43.07 A part-time employee shall be eligible to receive a performance pay adjustment prorated to the percentage of time worked.
43.08 Where two (2) or more pay adjustments are to be effected on the same date, the economic or scale adjustments shall be applied first.
43.09 Only rates of pay and compensation for overtime and vacation leave credits which have been paid to an employee during the retroactive period will be recomputed, and the difference between the amount paid on the old rates of pay and the amount payable on the new rates of pay will be paid to the employee.
ARTICLE 44
MATERNITY-RELATED REASSIGNMENT OR LEAVE
44.01 An employee who is pregnant or nursing may, during the period from the beginning of pregnancy to the end of the twenty-fourth (24th) week following the birth, request the Employer to modify her job functions or reassign her to another job if, by reason of the pregnancy or nursing, continuing any of her current functions may pose a risk to her health or that of the fetus or child. On being informed of the cessation of current job functions, the Employer, with the written consent of the employee, shall notify the appropriate safety and health work place committee or the safety and health representative.

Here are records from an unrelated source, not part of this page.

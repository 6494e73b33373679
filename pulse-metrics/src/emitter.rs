//! Best-effort metric emission

use crate::sink::{MetricDeliveryError, MetricsSink};
use crate::types::{Dimensions, MetricSample, MetricType};
use std::sync::atomic::{AtomicU64, Ordering};
use std::sync::Arc;
use tracing::{debug, warn};

/// Result of handing one sample to the sink.
///
/// Failure is a value, not an `Err`: metric delivery must never interrupt a
/// test run.
#[derive(Debug, Clone)]
pub enum Delivery {
    Delivered,
    Failed(MetricDeliveryError),
}

impl Delivery {
    pub fn is_delivered(&self) -> bool {
        matches!(self, Delivery::Delivered)
    }

    pub fn error(&self) -> Option<&MetricDeliveryError> {
        match self {
            Delivery::Delivered => None,
            Delivery::Failed(e) => Some(e),
        }
    }
}

/// Delivery counters for one emitter
#[derive(Debug, Default)]
pub struct DeliveryStats {
    delivered: AtomicU64,
    failed: AtomicU64,
}

impl DeliveryStats {
    fn record(&self, delivery: &Delivery) {
        match delivery {
            Delivery::Delivered => self.delivered.fetch_add(1, Ordering::Relaxed),
            Delivery::Failed(_) => self.failed.fetch_add(1, Ordering::Relaxed),
        };
    }

    pub fn delivered(&self) -> u64 {
        self.delivered.load(Ordering::Relaxed)
    }

    pub fn failed(&self) -> u64 {
        self.failed.load(Ordering::Relaxed)
    }

    pub fn total(&self) -> u64 {
        self.delivered() + self.failed()
    }
}

/// Tags samples with a namespace and stage and sends them to a sink
pub struct MetricsEmitter {
    sink: Arc<dyn MetricsSink>,
    namespace: String,
    stage: String,
    stats: DeliveryStats,
}

impl MetricsEmitter {
    pub fn new(
        sink: Arc<dyn MetricsSink>,
        namespace: impl Into<String>,
        stage: impl Into<String>,
    ) -> Self {
        Self {
            sink,
            namespace: namespace.into(),
            stage: stage.into(),
            stats: DeliveryStats::default(),
        }
    }

    pub fn namespace(&self) -> &str {
        &self.namespace
    }

    pub fn stage(&self) -> &str {
        &self.stage
    }

    pub fn stats(&self) -> &DeliveryStats {
        &self.stats
    }

    /// Emit one sample for `type_tag`. Failures are logged and counted.
    pub async fn emit(&self, metric: MetricType, value: f64, type_tag: &str) -> Delivery {
        let delivery = if value.is_finite() {
            let sample = MetricSample::new(
                metric,
                value,
                Dimensions::new(self.stage.as_str(), type_tag),
                self.namespace.as_str(),
            );

            match self.sink.put_metric(&sample).await {
                Ok(()) => {
                    debug!(
                        metric = metric.as_str(),
                        value,
                        type_tag,
                        "Metric delivered to {}",
                        self.sink.name()
                    );
                    Delivery::Delivered
                }
                Err(e) => Delivery::Failed(e),
            }
        } else {
            Delivery::Failed(MetricDeliveryError::InvalidSample(format!(
                "{} value {} is not finite",
                metric, value
            )))
        };

        if let Delivery::Failed(ref e) = delivery {
            warn!("Fail: put metric - {}", e);
        }

        self.stats.record(&delivery);
        delivery
    }
}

44.02 An employee's request under clause 44.01 must be accompanied or followed as soon as possible by a medical certificate indicating the expected duration of the potential risk and the activities or conditions to avoid in order to eliminate the risk. Dependent upon the particular circumstances of the request, the Employer may obtain an independent medical opinion.
44.03 An employee who has made a request under clause 44.01 is entitled to continue in her current job while the Employer examines her request, but, if the risk posed by continuing any of her job functions so requires, she is entitled to be immediately assigned alternative duties until such time as the Employer:
(a) modifies her job functions or reassigns her, or
(b) informs her in writing that it is not reasonably practicable to modify her job functions or reassign her.
44.04 Where reasonably practicable, the Employer shall modify the employee’s job functions or reassign her.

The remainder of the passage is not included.